The third cytoplasmic domain of the GLP-1[7-36 amide] receptor is required for coupling to the adenylyl cyclase system

Truncated forms of glucagon-like peptide-1 (tGLP-1) are potent endogenous stimuli of insulin secretion from pancreatic beta cells and have powerful antidiabetogenic effects. In the present study we sought to determine the precise regions of the tGLP-1 receptor (R) that are required for its efficient coupling to the adenylyl cyclase (AC) system since it is well established that cAMP is the primary second messenger activated by tGLP-1. The predicted third intracellular loop (IC3) of the rat tGLP-1R was systematically scanned using a mutagenic based strategy. The resulting receptor mutants were expressed in COS-7 cells and examined for cAMP formation in response to tGLP-1 stimulation (10nM) and [I-125] tGLP-1(7-36) amide binding.

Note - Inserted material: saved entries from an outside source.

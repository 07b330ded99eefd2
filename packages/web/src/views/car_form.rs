use api::{ApiClient, CarPayload};
use dioxus::prelude::*;

use store::{CarStatus, Role};
use ui::components::{
    use_toast, Alert, BadgeTone, Button, ButtonVariant, FormField, Input, PageHeader, Select,
    Spinner,
};
use ui::{validate, ActionState, RequireAuth};

use crate::Route;

#[component]
pub fn CarNewPage() -> Element {
    rsx! {
        RequireAuth {
            roles: vec![Role::Staff, Role::Admin],
            CarForm {}
        }
    }
}

#[component]
pub fn CarEditPage(id: i64) -> Element {
    rsx! {
        RequireAuth {
            roles: vec![Role::Staff, Role::Admin],
            CarForm { id }
        }
    }
}

fn parse_status(value: &str) -> CarStatus {
    match value {
        "RENTED" => CarStatus::Rented,
        "MAINTENANCE" => CarStatus::Maintenance,
        _ => CarStatus::Available,
    }
}

/// Shared create/edit form. `id` decides the mode: `Some` loads the car and
/// PATCHes it, `None` POSTs a new one.
#[component]
fn CarForm(#[props(default)] id: Option<i64>) -> Element {
    let client = use_context::<ApiClient>();
    let mut toast = use_toast();
    let nav = use_navigator();
    let editing = id.is_some();

    let mut brand = use_signal(String::new);
    let mut model = use_signal(String::new);
    let mut car_class = use_signal(String::new);
    let mut year = use_signal(String::new);
    let mut price = use_signal(String::new);
    let mut status = use_signal(|| "AVAILABLE".to_string());
    let mut loading = use_signal(move || editing);
    let mut attempted = use_signal(|| false);
    let mut action = use_signal(ActionState::default);

    let _loader = use_resource({
        let client = client.clone();
        move || {
            let client = client.clone();
            async move {
                let Some(id) = id else {
                    return;
                };
                match client.car(id).await {
                    Ok(car) => {
                        brand.set(car.brand);
                        model.set(car.model);
                        car_class.set(car.car_class);
                        year.set(car.year.to_string());
                        price.set(car.base_daily_price);
                        status.set(car.status.as_str().to_string());
                    }
                    Err(err) => {
                        tracing::warn!("failed to load car {id}: {err}");
                        action
                            .write()
                            .finish(Err("Unable to load car information.".to_string()));
                    }
                }
                loading.set(false);
            }
        }
    });

    let brand_error = validate::required(&brand(), "Brand is required.");
    let model_error = validate::required(&model(), "Model is required.");
    let class_error = validate::required(&car_class(), "Class is required.");
    let year_error = validate::year(&year());
    let price_error = validate::decimal_amount(&price(), "Enter the daily price.");
    let has_field_errors = [
        &brand_error,
        &model_error,
        &class_error,
        &year_error,
        &price_error,
    ]
    .iter()
    .any(|e| e.is_some());
    let submit_error = action().error().map(str::to_string);
    let pending = action().is_pending();

    let handle_submit = {
        let client = client.clone();
        move |_| {
            attempted.set(true);
            if has_field_errors {
                return;
            }
            if !action.write().begin() {
                return;
            }
            let payload = CarPayload {
                brand: brand().trim().to_string(),
                model: model().trim().to_string(),
                car_class: car_class().trim().to_string(),
                year: year().trim().parse().unwrap_or_default(),
                base_daily_price: price().trim().to_string(),
                status: parse_status(&status()),
            };
            let client = client.clone();
            spawn(async move {
                let result = match id {
                    Some(id) => client.update_car(id, &payload).await,
                    None => client.create_car(&payload).await,
                };
                match result {
                    Ok(_) => {
                        action.write().finish(Ok(()));
                        toast.success(if editing {
                            "Car updated successfully."
                        } else {
                            "Car added to fleet."
                        });
                        nav.push(Route::CarsPage {});
                    }
                    Err(err) => {
                        tracing::warn!("car save failed: {err}");
                        action
                            .write()
                            .finish(Err("Unable to save car details. Please try again.".to_string()));
                    }
                }
            });
        }
    };

    if loading() {
        return rsx! {
            Spinner { label: "Loading car" }
        };
    }

    let field_error = |error: &Option<String>| if attempted() { error.clone() } else { None };

    let page_title = if editing { "Edit car" } else { "Add car" }.to_string();

    rsx! {
        section {
            PageHeader {
                title: page_title,
                subtitle: "Ensure all fields are accurate before saving.",
            }
            if let Some(message) = submit_error {
                Alert { tone: BadgeTone::Danger, title: "Form error", "{message}" }
            }
            div {
                class: "card form",
                FormField {
                    label: "Brand",
                    html_for: "car-brand",
                    error: field_error(&brand_error),
                    required: true,
                    Input {
                        id: "car-brand",
                        value: brand(),
                        has_error: attempted() && brand_error.is_some(),
                        oninput: move |evt: FormEvent| brand.set(evt.value()),
                    }
                }
                FormField {
                    label: "Model",
                    html_for: "car-model",
                    error: field_error(&model_error),
                    required: true,
                    Input {
                        id: "car-model",
                        value: model(),
                        has_error: attempted() && model_error.is_some(),
                        oninput: move |evt: FormEvent| model.set(evt.value()),
                    }
                }
                FormField {
                    label: "Class",
                    html_for: "car-class",
                    error: field_error(&class_error),
                    required: true,
                    Input {
                        id: "car-class",
                        value: car_class(),
                        has_error: attempted() && class_error.is_some(),
                        oninput: move |evt: FormEvent| car_class.set(evt.value()),
                    }
                }
                div {
                    class: "form-row",
                    FormField {
                        label: "Year",
                        html_for: "car-year",
                        error: field_error(&year_error),
                        required: true,
                        Input {
                            id: "car-year",
                            value: year(),
                            has_error: attempted() && year_error.is_some(),
                            oninput: move |evt: FormEvent| year.set(evt.value()),
                        }
                    }
                    FormField {
                        label: "Daily price",
                        html_for: "car-price",
                        error: field_error(&price_error),
                        required: true,
                        Input {
                            id: "car-price",
                            value: price(),
                            has_error: attempted() && price_error.is_some(),
                            oninput: move |evt: FormEvent| price.set(evt.value()),
                        }
                    }
                }
                FormField {
                    label: "Status",
                    html_for: "car-status",
                    Select {
                        id: "car-status",
                        value: status(),
                        onchange: move |evt: FormEvent| status.set(evt.value()),
                        option { value: "AVAILABLE", "Available" }
                        option { value: "RENTED", "Rented" }
                        option { value: "MAINTENANCE", "Maintenance" }
                    }
                }
                div {
                    class: "form-actions",
                    Button {
                        variant: ButtonVariant::Ghost,
                        onclick: move |_| { nav.push(Route::CarsPage {}); },
                        "Cancel"
                    }
                    Button {
                        disabled: pending,
                        onclick: handle_submit,
                        if pending {
                            "Saving..."
                        } else if editing {
                            "Save changes"
                        } else {
                            "Create car"
                        }
                    }
                }
            }
        }
    }
}
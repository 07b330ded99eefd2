//! Field-level form validation.
//!
//! Local and pre-submission: a failing check blocks the API call entirely.
//! Each helper returns `Some(message)` on failure so views can collect
//! per-field errors the way the pages render them.

/// Non-empty after trimming.
pub fn required(value: &str, message: &str) -> Option<String> {
    if value.trim().is_empty() {
        Some(message.to_string())
    } else {
        None
    }
}

/// Minimal email shape check; the backend does the authoritative validation.
pub fn email(value: &str) -> Option<String> {
    let trimmed = value.trim();
    if trimmed.is_empty() {
        return Some("Email is required.".to_string());
    }
    let Some((local, domain)) = trimmed.split_once('@') else {
        return Some("Enter a valid email address.".to_string());
    };
    if local.is_empty() || domain.is_empty() || !domain.contains('.') {
        return Some("Enter a valid email address.".to_string());
    }
    None
}

/// Positive integer identifier (customer/car ids in the rental form).
pub fn numeric_id(value: &str, message: &str) -> Option<String> {
    match value.trim().parse::<i64>() {
        Ok(id) if id > 0 => None,
        _ => Some(message.to_string()),
    }
}

/// Plausible model year.
pub fn year(value: &str) -> Option<String> {
    match value.trim().parse::<i32>() {
        Ok(y) if (1900..=2100).contains(&y) => None,
        _ => Some("Enter a valid year.".to_string()),
    }
}

/// Non-negative decimal amount, as the backend expects for money fields.
pub fn decimal_amount(value: &str, message: &str) -> Option<String> {
    match value.trim().parse::<f64>() {
        Ok(amount) if amount >= 0.0 && amount.is_finite() => None,
        _ => Some(message.to_string()),
    }
}

/// ISO calendar date (`YYYY-MM-DD`).
pub fn iso_date(value: &str, message: &str) -> Option<String> {
    if value.trim().parse::<chrono::NaiveDate>().is_ok() {
        None
    } else {
        Some(message.to_string())
    }
}

#[cfg(test)]
mod tests {
    use super::*;

    #[test]
    fn test_required_rejects_whitespace() {
        assert!(required("  ", "Brand is required.").is_some());
        assert!(required("Toyota", "Brand is required.").is_none());
    }

    #[test]
    fn test_email_shapes() {
        assert!(email("ops@example.com").is_none());
        assert!(email("").is_some());
        assert!(email("not-an-email").is_some());
        assert!(email("a@b").is_some());
        assert!(email("@example.com").is_some());
    }

    #[test]
    fn test_numeric_id_rejects_zero_and_text() {
        assert!(numeric_id("12", "id").is_none());
        assert!(numeric_id("0", "id").is_some());
        assert!(numeric_id("-3", "id").is_some());
        assert!(numeric_id("twelve", "id").is_some());
    }

    #[test]
    fn test_year_bounds() {
        assert!(year("2021").is_none());
        assert!(year("1899").is_some());
        assert!(year("21").is_some());
    }

    #[test]
    fn test_decimal_amount() {
        assert!(decimal_amount("59.90", "price").is_none());
        assert!(decimal_amount("0", "price").is_none());
        assert!(decimal_amount("-1", "price").is_some());
        assert!(decimal_amount("abc", "price").is_some());
    }

    #[test]
    fn test_iso_date() {
        assert!(iso_date("2024-01-13", "date").is_none());
        assert!(iso_date("13/01/2024", "date").is_some());
        assert!(iso_date("", "date").is_some());
    }
}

A single block deletion (IC3-1) within the N-terminal region of IC3 (K334-L335-K336) resulted in a dramatic reduction in the cAMP response to tGLP-1 (7.1+/-1.4% of the wild type (wt) tGLP-1R response, n=3, p less than or equal to 0.01), while displaying comparable levels of expression, (expressed as the %Bmax of the wt-tGLP-1R (101+/-13%, n=3, p greater than or equal to 0.05)). This receptor mutation was further analyzed by stable expression in CHO-K1 cells. In agreement with the COS model, IC3-1 displayed comparable levels of receptor expression (97+/-16% Bmax of wt tGLP-1R, n=3, p greater than or equal to 0.05) and affinity for tGLP-1(K-d of 460+/-15pM vs. 450+/-12pM wt tGLP-1R, n=3, p greater than or equal to 0.05), but was unable to effectively stimulate cAMP production (7.7+/-0.4% of wt tGLP-1R, n=3, p less than or equal to 0.01) in response to tGLP-1 (10nM). No other mutation examined within the IC3 domain displayed a lack of correlation between binding activity and cAMP accumulation. Further analysis of the K334-L335-K336 sequence by substitution analysis revealed that a K334 to A substitution was the only modification to result in a striking attenuation of the cAMP response (28+/-1.9% of wt tGLP-1, n=3, p less than or equal to 0.01). These results strongly suggest that within the IC3 domain the N-terminal KLK sequence or a portion thereof (specifically K-334) is required for the efficient coupling of the tGLP-1 receptor to the AC system.